Satya ouvre, sourire complice. ‘Entre, il t’attend.’ Elle file se coucher. Le couloir vrombit encore des voisins du 3C qui rentrent saouls, riant fort. Bruits de clés, porte qui claque. Je passe le seuil. Kailash se lève du BZ, yeux sombres, accent rauque. ‘Bonne nuit ?’ Sa voix basse, presque un murmure. Tension électrique. À dix mètres, mon lit froid m’attend. Le frisson me noue le ventre.
L’Approche au Palier
Il s’approche. Chaleur de son corps. ‘Come on.’ Je recule contre le mur du salon. Mur mitoyen avec mon appart. J’entends mon propre souffle amplifier. ‘I can’t.’ Mais mes yeux disent l’inverse. Ses lèvres effleurent les miennes. Doux, puis pressant. Sa main sur ma nuque, doigts dans mes cheveux humides de la nuit. L’ascenseur s’arrête au 3e. Quelqu’un sort. Pas le temps de penser. Il m’attire à l’intérieur, referme la porte coulissante. Le verrou cliquette trop fort.

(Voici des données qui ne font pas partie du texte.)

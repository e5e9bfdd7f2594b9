#![forbid(unsafe_code)]

//! Test support for Weave.
//!
//! - [`MemorySurface`]: an in-memory presentation tree with patch logging.
//! - [`RecordingElement`] / [`InputElement`]: bound elements that remember
//!   every value pushed into them.
//! - [`Chain`]: a ready-rendered linear view tree for scheduler scenarios.

pub mod element;
pub mod fixture;
pub mod surface;

pub use element::{InputElement, RecordingElement};
pub use fixture::{Chain, labelled, view_id};
pub use surface::MemorySurface;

‘Satya dort.’ Il chuchote, bouche contre mon oreille. Son souffle chaud descend dans mon cou. Frissons. Mes tétons durcissent sous le tissu fin. Pas de soutif, comme ce matin. Il sent. Ses mains glissent sous ma jupe, remontent mes cuisses. ‘You sexy.’ Je mouille déjà. Le palier dehors, si proche. Un voisin tousse derrière le mur. Adrénaline pure. Je franchis le pas. Ma serviette de douche tombe plus tard, mais là, c’est maintenant.

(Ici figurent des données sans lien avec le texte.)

#![forbid(unsafe_code)]

//! Monotonic time sources.
//!
//! Debounce windows and liveness deadlines are measured against a [`Clock`].
//! Hosts use [`SystemClock`]; tests drive a [`ManualClock`] so timing is
//! deterministic.

use std::cell::Cell;
use std::rc::Rc;
use std::time::Duration;

pub use web_time::Instant;

/// A monotonic time source.
pub trait Clock {
    fn now(&self) -> Instant;
}

/// Wall-clock monotonic time (`performance.now()` on wasm).
#[derive(Debug, Clone, Copy, Default)]
pub struct SystemClock;

impl Clock for SystemClock {
    fn now(&self) -> Instant {
        Instant::now()
    }
}

/// Clock that only moves when told to.
///
/// Clones share the same offset.
#[derive(Debug, Clone)]
pub struct ManualClock {
    origin: Instant,
    offset: Rc<Cell<Duration>>,
}

impl ManualClock {
    #[must_use]
    pub fn new() -> Self {
        Self {
            origin: Instant::now(),
            offset: Rc::new(Cell::new(Duration::ZERO)),
        }
    }

    /// Move time forward by `by`.
    pub fn advance(&self, by: Duration) {
        self.offset.set(self.offset.get() + by);
    }

    /// Time elapsed since the clock was created.
    #[must_use]
    pub fn elapsed(&self) -> Duration {
        self.offset.get()
    }
}

impl Default for ManualClock {
    fn default() -> Self {
        Self::new()
    }
}

impl Clock for ManualClock {
    fn now(&self) -> Instant {
        self.origin + self.offset.get()
    }
}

Il me plaque au BZ. Déshabille vite. Sa queue dure contre mon ventre. ‘Clitoris ?’ Il rit bas, se souvient de la leçon. Ses doigts fouillent ma chatte trempée. ‘Wet for me.’ Je gémis, étouffe dans son épaule. ‘Chut.’ Sa bite glisse en moi d’un coup. Sauvage. Sans capote. Je m’accroche à son dos musclé. Coups de reins profonds, rythmés. Le BZ grince. Merde. J’entends la télé des voisins percer le mur. ‘Plus fort ?’ chuchote-t-il, sale. ‘Baise-moi, putain.’ Voix basse, hachée.

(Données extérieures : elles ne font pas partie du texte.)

#![forbid(unsafe_code)]

//! Elements that record what the store pushes into them.

use std::cell::RefCell;
use std::fmt;
use std::rc::Rc;

use weave_core::{ChangeEvent, ChangeOrigin, ElementId, Value};
use weave_store::{Element, ModelStore, StoreError};

/// Display-only element. Every pushed value is kept with its origin.
pub struct RecordingElement {
    id: ElementId,
    received: RefCell<Vec<(Value, ChangeOrigin)>>,
}

impl RecordingElement {
    #[must_use]
    pub fn new() -> Rc<Self> {
        Rc::new(Self {
            id: ElementId::next(),
            received: RefCell::new(Vec::new()),
        })
    }

    #[must_use]
    pub fn received(&self) -> Vec<(Value, ChangeOrigin)> {
        self.received.borrow().clone()
    }

    /// Most recently displayed value.
    #[must_use]
    pub fn shown(&self) -> Option<Value> {
        self.received.borrow().last().map(|(v, _)| v.clone())
    }

    #[must_use]
    pub fn count(&self) -> usize {
        self.received.borrow().len()
    }

    pub fn clear(&self) {
        self.received.borrow_mut().clear();
    }
}

impl Element for RecordingElement {
    fn id(&self) -> ElementId {
        self.id
    }

    fn receive(&self, value: &Value, event: &ChangeEvent) {
        self.received
            .borrow_mut()
            .push((value.clone(), event.origin()));
    }
}

impl fmt::Debug for RecordingElement {
    fn fmt(&self, f: &mut fmt::Formatter<'_>) -> fmt::Result {
        f.debug_struct("RecordingElement")
            .field("id", &self.id)
            .field("received", &self.count())
            .finish()
    }
}

/// Editable element bound to one store key. Typing goes through
/// [`ModelStore::change`] tagged as user input from this element.
pub struct InputElement {
    inner: RecordingElement,
    store: ModelStore,
    key: String,
}

impl InputElement {
    #[must_use]
    pub fn new(store: &ModelStore, key: impl Into<String>) -> Rc<Self> {
        Rc::new(Self {
            inner: RecordingElement {
                id: ElementId::next(),
                received: RefCell::new(Vec::new()),
            },
            store: store.clone(),
            key: key.into(),
        })
    }

    #[must_use]
    pub fn key(&self) -> &str {
        &self.key
    }

    /// Report `value` as typed by the user.
    ///
    /// # Errors
    ///
    /// Whatever the store rejects the write with.
    pub fn type_text(&self, value: impl Into<Value>) -> Result<bool, StoreError> {
        self.store
            .change(&self.key, value.into(), ChangeEvent::user_input(self.inner.id))
    }

    #[must_use]
    pub fn received(&self) -> Vec<(Value, ChangeOrigin)> {
        self.inner.received()
    }

    #[must_use]
    pub fn count(&self) -> usize {
        self.inner.count()
    }

    #[must_use]
    pub fn shown(&self) -> Option<Value> {
        self.inner.shown()
    }
}

impl Element for InputElement {
    fn id(&self) -> ElementId {
        self.inner.id
    }

    fn receive(&self, value: &Value, event: &ChangeEvent) {
        self.inner.receive(value, event);
    }
}

impl fmt::Debug for InputElement {
    fn fmt(&self, f: &mut fmt::Formatter<'_>) -> fmt::Result {
        f.debug_struct("InputElement")
            .field("id", &self.inner.id)
            .field("key", &self.key)
            .field("received", &self.inner.count())
            .finish()
    }
}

L’Explosion de Plaisir Étouffé
Sensations explosives. Sa queue épaisse étire ma chatte. Frottements intenses au clito à chaque plongée. Sueur qui perle, colle nos peaux. Odeur de sexe musqué. Vue par la fenêtre : lumières de l’immeuble d’en face. Quelqu’un bouge une rideau. Risque total. Il me retourne, cul en l’air. Tape mes fesses, doucement. ‘Ass.’ Entre par derrière. Plus profond. Je mords l’oreiller. Gémissements étouffés. ‘Vas-y, jouis.’ Son accent rend ça plus cru. Orgasme monte, ventre serré. J’explose, chatte qui pulse autour de lui. Il grogne, se vide en moi. Chaud, abondant.
Encore. Il veut plus. Me suce les seins, langue experte. Bite raide à nouveau. On baise au sol, moquette râpeuse sous mes genoux. Dialogues sales : ‘Ta chatte serrée, j’adore.’ ‘Défonce-moi.’ Voix basses, urgence. Bruits dehors : ascenseur redescend. Voisins marchent. On s’arrête net, haletants. Puis reprend, frénétique. Épuisement. Plaisir viscéral, animal.
Il s’effondre. Je me rhabille vite. Peau brûlante, sperme coule le long de mes cuisses. ‘À demain, bibliothèque ?’ Oublié son sort. Je hoche. Porte s’ouvre. Palier vide. Je traverse les trois mètres jusqu’à ma porte. Clés tremblent. Entends Satya ronfler. Voisins silencieux. Je referme chez moi. Miroir : cheveux en bataille, lèvres gonflées, yeux brillants. La voisine sage reprend sa place. Mais ma chatte palpite encore. Secret du quartier. Frisson éternel.